WHAT TO PRODUCE
Repeat the records below line by line, exactly, finishing on the line that contains "use std::fmt;".

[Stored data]
==================================================
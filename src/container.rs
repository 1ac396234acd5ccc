//! Copyright © 2025-2026 Wenze Wei. All Rights Reserved.
//!
//! This file is part of Hdx.
//! The Hdx project belongs to the Dunimd Team.
//!
//! Licensed under the Apache License, Version 2.0 (the "License");
//! You may not use this file except in compliance with the License.
//! You may obtain a copy of the License at
//!
//!     http://www.apache.org/licenses/LICENSE-2.0
//!
//! Unless required by applicable law or agreed to in writing, software
//! distributed under the License is distributed on an "AS IS" BASIS,
//! WITHOUT WARRANTIES OR CONDITIONS OF ANY KIND, either express or implied.
//! See the License for the specific language governing permissions and
//! limitations under the License.

//! # Hdx Container Module
//!
//! Typed domain objects and the tables that expose them to the object
//! mapper.
//!
//! Containers live in an [`HdContainerArena`]. Each slot carries the
//! bookkeeping the mapper needs (name, object id, parent, children, source,
//! modified flag, data type) next to a type-erased payload. The arena owns
//! every container; parents and children refer to each other by
//! [`HdContainerId`], so parent/child cycles need no shared ownership.
//!
//! An [`HdContainerClass`] describes one payload type as a closure table:
//! the constructor arguments it takes, the constructor itself, and named
//! getters and setters. Field values cross the table as [`HdField`].
//!
//! ```rust,ignore
//! let class = HdContainerClass::typed::<Foo>("Foo")
//!     .arg("my_data", true)
//!     .optional_arg("attr1", None)
//!     .constructor(|args| {
//!         Ok(Foo {
//!             my_data: args.required_value("my_data")?.clone(),
//!             attr1: args.text("attr1").map(str::to_string),
//!         })
//!     })
//!     .getter("my_data", |foo: &Foo| Some(foo.my_data.clone().into()))
//!     .getter("attr1", |foo: &Foo| foo.attr1.clone().map(Into::into))
//!     .build()?;
//! ```

use std::any::{Any, TypeId};
use std::fmt;
use std::ops::Range;
use std::sync::Arc;

use indexmap::IndexMap;
use serde::{Deserialize, Serialize};

use crate::data_utils::HdChunkPlan;
use crate::errors::{HdError, Result};
use crate::value::HdValue;

/// Index of a container in an [`HdContainerArena`].
#[derive(Clone, Copy, Debug, PartialEq, Eq, Hash, PartialOrd, Ord, Serialize, Deserialize)]
pub struct HdContainerId(usize);

impl HdContainerId {
    pub fn index(&self) -> usize {
        self.0
    }
}

impl fmt::Display for HdContainerId {
    fn fmt(&self, f: &mut fmt::Formatter<'_>) -> fmt::Result {
        write!(f, "container#{}", self.0)
    }
}

/// A field value read from or written to a container.
#[derive(Clone, Debug, PartialEq)]
pub enum HdField {
    Value(HdValue),
    Chunked(HdChunkPlan),
    Container(HdContainerId),
    Containers(Vec<HdContainerId>),
    Region {
        target: HdContainerId,
        region: Vec<Range<usize>>,
    },
}

impl HdField {
    pub fn as_value(&self) -> Option<&HdValue> {
        match self {
            HdField::Value(value) => Some(value),
            _ => None,
        }
    }

    pub fn as_container(&self) -> Option<HdContainerId> {
        match self {
            HdField::Container(id) => Some(*id),
            HdField::Region { target, .. } => Some(*target),
            _ => None,
        }
    }

    /// Every container the field points at.
    pub fn containers(&self) -> Vec<HdContainerId> {
        match self {
            HdField::Container(id) => vec![*id],
            HdField::Containers(ids) => ids.clone(),
            HdField::Region { target, .. } => vec![*target],
            _ => Vec::new(),
        }
    }

    pub fn is_containers(&self) -> bool {
        matches!(self, HdField::Container(_) | HdField::Containers(_) | HdField::Region { .. })
    }
}

impl From<HdValue> for HdField {
    fn from(value: HdValue) -> Self {
        HdField::Value(value)
    }
}

impl From<HdContainerId> for HdField {
    fn from(id: HdContainerId) -> Self {
        HdField::Container(id)
    }
}

impl From<Vec<HdContainerId>> for HdField {
    fn from(ids: Vec<HdContainerId>) -> Self {
        HdField::Containers(ids)
    }
}

impl From<HdChunkPlan> for HdField {
    fn from(plan: HdChunkPlan) -> Self {
        HdField::Chunked(plan)
    }
}

/// Bookkeeping held for every container.
#[derive(Clone, Debug, PartialEq, Serialize, Deserialize)]
pub struct HdContainerMeta {
    pub name: String,
    pub object_id: String,
    pub data_type: String,
    pub namespace: Option<String>,
    pub parent: Option<HdContainerId>,
    pub children: Vec<HdContainerId>,
    pub container_source: Option<String>,
    pub modified: bool,
}

type HdPayload = Box<dyn Any + Send + Sync>;

enum HdSlot {
    Reserved(HdContainerMeta),
    Filled(HdContainerMeta, HdPayload),
}

impl HdSlot {
    fn meta(&self) -> &HdContainerMeta {
        match self {
            HdSlot::Reserved(meta) | HdSlot::Filled(meta, _) => meta,
        }
    }

    fn meta_mut(&mut self) -> &mut HdContainerMeta {
        match self {
            HdSlot::Reserved(meta) | HdSlot::Filled(meta, _) => meta,
        }
    }
}

/// Owner of every container of an object graph.
#[derive(Default)]
pub struct HdContainerArena {
    slots: Vec<HdSlot>,
}

impl HdContainerArena {
    pub fn new() -> Self {
        Self::default()
    }

    fn new_meta(data_type: &str, name: &str) -> HdContainerMeta {
        HdContainerMeta {
            name: name.to_string(),
            object_id: uuid::Uuid::new_v4().to_string(),
            data_type: data_type.to_string(),
            namespace: None,
            parent: None,
            children: Vec::new(),
            container_source: None,
            modified: true,
        }
    }

    /// Adds a container of type `data_type` holding `value`.
    pub fn insert<T: Any + Send + Sync>(&mut self, data_type: &str, name: &str, value: T) -> HdContainerId {
        self.slots.push(HdSlot::Filled(Self::new_meta(data_type, name), Box::new(value)));
        HdContainerId(self.slots.len() - 1)
    }

    /// Reserves a slot whose payload is filled later, so children can find
    /// their parent while it is still being constructed.
    pub(crate) fn reserve(&mut self, data_type: &str, name: &str, object_id: Option<&str>) -> HdContainerId {
        let mut meta = Self::new_meta(data_type, name);
        if let Some(object_id) = object_id {
            meta.object_id = object_id.to_string();
        }
        self.slots.push(HdSlot::Reserved(meta));
        HdContainerId(self.slots.len() - 1)
    }

    pub(crate) fn fill(&mut self, id: HdContainerId, payload: HdPayload) -> Result<()> {
        let slot = self
            .slots
            .get_mut(id.0)
            .ok_or_else(|| HdError::lookup(format!("{id} does not exist")))?;
        match slot {
            HdSlot::Reserved(meta) => {
                let meta = meta.clone();
                *slot = HdSlot::Filled(meta, payload);
                Ok(())
            }
            HdSlot::Filled(..) => Err(HdError::internal(format!("{id} is already filled"))),
        }
    }

    fn slot(&self, id: HdContainerId) -> Result<&HdSlot> {
        self.slots
            .get(id.0)
            .ok_or_else(|| HdError::lookup(format!("{id} does not exist")))
    }

    fn slot_mut(&mut self, id: HdContainerId) -> Result<&mut HdSlot> {
        self.slots
            .get_mut(id.0)
            .ok_or_else(|| HdError::lookup(format!("{id} does not exist")))
    }

    pub fn meta(&self, id: HdContainerId) -> Result<&HdContainerMeta> {
        self.slot(id).map(HdSlot::meta)
    }

    pub fn name(&self, id: HdContainerId) -> Result<&str> {
        Ok(&self.meta(id)?.name)
    }

    pub fn object_id(&self, id: HdContainerId) -> Result<&str> {
        Ok(&self.meta(id)?.object_id)
    }

    pub fn data_type(&self, id: HdContainerId) -> Result<&str> {
        Ok(&self.meta(id)?.data_type)
    }

    pub fn parent(&self, id: HdContainerId) -> Result<Option<HdContainerId>> {
        Ok(self.meta(id)?.parent)
    }

    pub fn children(&self, id: HdContainerId) -> Result<&[HdContainerId]> {
        Ok(&self.meta(id)?.children)
    }

    pub fn container_source(&self, id: HdContainerId) -> Result<Option<&str>> {
        Ok(self.meta(id)?.container_source.as_deref())
    }

    pub fn modified(&self, id: HdContainerId) -> Result<bool> {
        Ok(self.meta(id)?.modified)
    }

    pub fn is_filled(&self, id: HdContainerId) -> bool {
        matches!(self.slots.get(id.0), Some(HdSlot::Filled(..)))
    }

    /// Type-erased payload of a filled slot.
    pub fn payload(&self, id: HdContainerId) -> Result<&(dyn Any + Send + Sync)> {
        match self.slot(id)? {
            HdSlot::Filled(_, payload) => Ok(payload.as_ref()),
            HdSlot::Reserved(_) => Err(HdError::lookup(format!("{id} is still under construction"))),
        }
    }

    pub(crate) fn payload_mut(&mut self, id: HdContainerId) -> Result<&mut (dyn Any + Send + Sync)> {
        match self.slot_mut(id)? {
            HdSlot::Filled(_, payload) => Ok(payload.as_mut()),
            HdSlot::Reserved(_) => Err(HdError::lookup(format!("{id} is still under construction"))),
        }
    }

    pub fn get<T: Any>(&self, id: HdContainerId) -> Result<&T> {
        let data_type = self.data_type(id)?.to_string();
        self.payload(id)?
            .downcast_ref::<T>()
            .ok_or_else(|| HdError::lookup(format!("{id} ({data_type}) is not a {}", std::any::type_name::<T>())))
    }

    pub fn get_mut<T: Any>(&mut self, id: HdContainerId) -> Result<&mut T> {
        let data_type = self.data_type(id)?.to_string();
        let payload = self.payload_mut(id)?;
        payload
            .downcast_mut::<T>()
            .ok_or_else(|| HdError::lookup(format!("{id} ({data_type}) is not a {}", std::any::type_name::<T>())))
    }

    /// Sets the parent of `child` and appends it to the parent's children.
    /// A parent cannot be reassigned once set.
    pub fn set_parent(&mut self, child: HdContainerId, parent: HdContainerId) -> Result<()> {
        self.meta(parent)?;
        match self.meta(child)?.parent {
            Some(existing) if existing == parent => return Ok(()),
            Some(existing) => {
                return Err(HdError::validation(format!(
                    "cannot reassign parent of '{}' from {existing} to {parent}",
                    self.meta(child)?.name
                )))
            }
            None => {}
        }
        if child == parent {
            return Err(HdError::validation(format!("{child} cannot be its own parent")));
        }
        self.slot_mut(child)?.meta_mut().parent = Some(parent);
        self.slot_mut(parent)?.meta_mut().children.push(child);
        Ok(())
    }

    pub fn set_container_source(&mut self, id: HdContainerId, source: &str) -> Result<()> {
        self.slot_mut(id)?.meta_mut().container_source = Some(source.to_string());
        Ok(())
    }

    pub fn set_namespace(&mut self, id: HdContainerId, namespace: &str) -> Result<()> {
        self.slot_mut(id)?.meta_mut().namespace = Some(namespace.to_string());
        Ok(())
    }

    pub fn set_modified(&mut self, id: HdContainerId, modified: bool) -> Result<()> {
        self.slot_mut(id)?.meta_mut().modified = modified;
        Ok(())
    }

    pub fn len(&self) -> usize {
        self.slots.len()
    }

    pub fn is_empty(&self) -> bool {
        self.slots.is_empty()
    }

    pub fn ids(&self) -> impl Iterator<Item = HdContainerId> {
        (0..self.slots.len()).map(HdContainerId)
    }

    /// Drops every slot created after `mark` and unhooks survivors from them.
    pub(crate) fn rollback(&mut self, mark: usize) {
        self.slots.truncate(mark);
        for slot in &mut self.slots {
            let meta = slot.meta_mut();
            if meta.parent.is_some_and(|parent| parent.0 >= mark) {
                meta.parent = None;
            }
            meta.children.retain(|child| child.0 < mark);
        }
    }
}

impl fmt::Debug for HdContainerArena {
    fn fmt(&self, f: &mut fmt::Formatter<'_>) -> fmt::Result {
        f.debug_list().entries(self.slots.iter().map(HdSlot::meta)).finish()
    }
}

/// Named field values handed to a container constructor.
#[derive(Clone, Debug, Default, PartialEq)]
pub struct HdArgs {
    values: IndexMap<String, HdField>,
}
==================================================
COMPLETED EXERCISE
filename src/container.rs
repository 1ac396234acd5ccc
//! Copyright © 2025-2026 Wenze Wei. All Rights Reserved.
//!
//! This file is part of Hdx.
//! The Hdx project belongs to the Dunimd Team.
//!
//! Licensed under the Apache License, Version 2.0 (the "License");
//! You may not use this file except in compliance with the License.
//! You may obtain a copy of the License at
//!
//!     http://www.apache.org/licenses/LICENSE-2.0
//!
//! Unless required by applicable law or agreed to in writing, software
//! distributed under the License is distributed on an "AS IS" BASIS,
//! WITHOUT WARRANTIES OR CONDITIONS OF ANY KIND, either express or implied.
//! See the License for the specific language governing permissions and
//! limitations under the License.

//! # Hdx Container Module
//!
//! Typed domain objects and the tables that expose them to the object
//! mapper.
//!
//! Containers live in an [`HdContainerArena`]. Each slot carries the
//! bookkeeping the mapper needs (name, object id, parent, children, source,
//! modified flag, data type) next to a type-erased payload. The arena owns
//! every container; parents and children refer to each other by
//! [`HdContainerId`], so parent/child cycles need no shared ownership.
//!
//! An [`HdContainerClass`] describes one payload type as a closure table:
//! the constructor arguments it takes, the constructor itself, and named
//! getters and setters. Field values cross the table as [`HdField`].
//!
//! ```rust,ignore
//! let class = HdContainerClass::typed::<Foo>("Foo")
//!     .arg("my_data", true)
//!     .optional_arg("attr1", None)
//!     .constructor(|args| {
//!         Ok(Foo {
//!             my_data: args.required_value("my_data")?.clone(),
//!             attr1: args.text("attr1").map(str::to_string),
//!         })
//!     })
//!     .getter("my_data", |foo: &Foo| Some(foo.my_data.clone().into()))
//!     .getter("attr1", |foo: &Foo| foo.attr1.clone().map(Into::into))
//!     .build()?;
//! ```

use std::any::{Any, TypeId};
use std::fmt;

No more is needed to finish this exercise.